With supply chain visibility cleared up, Hon Hai expects its business outlook for the current quarter and for the whole year to be stronger than it had expected at the beginning of the year, Liu said.
Two weeks ago, Liu reiterated the company’s expectation of flat revenue this year, compared with NT$5.99 trillion (US$206.1 billion) last year.
Second-quarter revenue would also be little changed from the previous quarter, he said at the time.
To build resilient chip supplies for its electric vehicle customers, Hon Hai yesterday said it is accelerating semiconductor manufacturing capacity deployment worldwide.
“We are refocusing on electric vehicle [semiconductors]. We hope our electric vehicle customers will not have to worry about what they are worried about now,” Liu said.
Hon Hai aims to ramp up production of microcontrollers, small integrated circuit chips and silicon-carbide (SiC) chips used in vehicles within three years, he said.

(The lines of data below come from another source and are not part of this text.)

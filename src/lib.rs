//! Inspection Gateway - shared inspection checklist with live sync
//!
//! One checklist document is held in memory, persisted to a JSON file and
//! pushed in full to every connected observer after each accepted change.
//!
//! ## Surfaces
//!
//! - **HTTP API**: `/api/inspection` read, add, delete and status updates
//! - **Push channel**: `/inspection` WebSocket carrying `full_update` messages
//!   out and `sync_local_changes`, `add_item`, `update_status` in
//! - **Health**: `/health` liveness and document summary

pub mod config;
pub mod inspection;
pub mod routes;
pub mod server;
pub mod sync;
pub mod types;

pub use config::Args;
pub use server::{run, serve, AppState};
pub use types::{InspectionError, Result};
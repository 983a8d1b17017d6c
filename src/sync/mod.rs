//! Push-channel synchronization
//!
//! - **Hub**: fans the full document out to every connected observer
//! - **Channel**: decodes observer messages into document mutations

pub mod channel;
pub mod hub;

pub use channel::{dispatch, ClientMessage};
pub use hub::{ServerMessage, SyncHub};
//! Configuration for the inspection gateway
//!
//! CLI arguments and environment variable handling using clap.

use clap::Parser;
use std::net::SocketAddr;
use std::path::PathBuf;

/// Shared inspection checklist with real-time WebSocket sync
#[derive(Parser, Debug, Clone)]
#[command(name = "inspection-gateway")]
#[command(about = "Shared inspection checklist served over HTTP and WebSocket")]
pub struct Args {
    /// Address to listen on
    #[arg(long, env = "LISTEN", default_value = "127.0.0.1:4999")]
    pub listen: SocketAddr,

    /// JSON file holding the checklist
    #[arg(long, env = "DATA_FILE", default_value = "inspection_data.json")]
    pub data_file: PathBuf,

    /// Log level (trace, debug, info, warn, error)
    #[arg(long, env = "LOG_LEVEL", default_value = "info")]
    pub log_level: String,

    /// Emit logs as JSON lines
    #[arg(long, env = "LOG_JSON", default_value = "false")]
    pub log_json: bool,

    /// Updates buffered per observer before a slow one starts skipping
    #[arg(long, env = "BROADCAST_CAPACITY", default_value = "100")]
    pub broadcast_capacity: usize,
}

impl Args {
    /// Validate configuration
    pub fn validate(&self) -> Result<(), String> {
        if self.broadcast_capacity == 0 {
            return Err("BROADCAST_CAPACITY must be greater than zero".to_string());
        }

        if self.data_file.as_os_str().is_empty() {
            return Err("DATA_FILE must not be empty".to_string());
        }

        Ok(())
    }
}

SiCs would also be used in on-vehicle charging and charging piles, he added.
The company also aims to produce energy-efficient power modules for vehicles and optical phased array Lidar in 2024, he said.
“Our goal is to offer a full selection of small integrated circuit chips for cars, designed and produced by Hon Hai, for customers in 2025,” Liu said. “We want to be the world’s first electronics manufacturing service provider that is capable of fully supplying key components and subsystems used in cars.”
Hon Hai operates a 6-inch fab and two 8-inch fabs, and is expanding its product offering to include metal-oxide semiconductor field-effect transistors, a device used to switch or amplify electronic signals.
Hon Hai shareholders yesterday approved the distribution of a cash dividend of NT$5.2 per common share. That represents a payout ratio of about 52 percent, based on the company’s earnings per share of NT$10.05.
Shareholders also approved the listing of shares of Bharat FIH Ltd, a wholly owned subsidiary of FIH Mobile Ltd (Cayman) in India. Hon Hai is the parent company of FIH Mobile.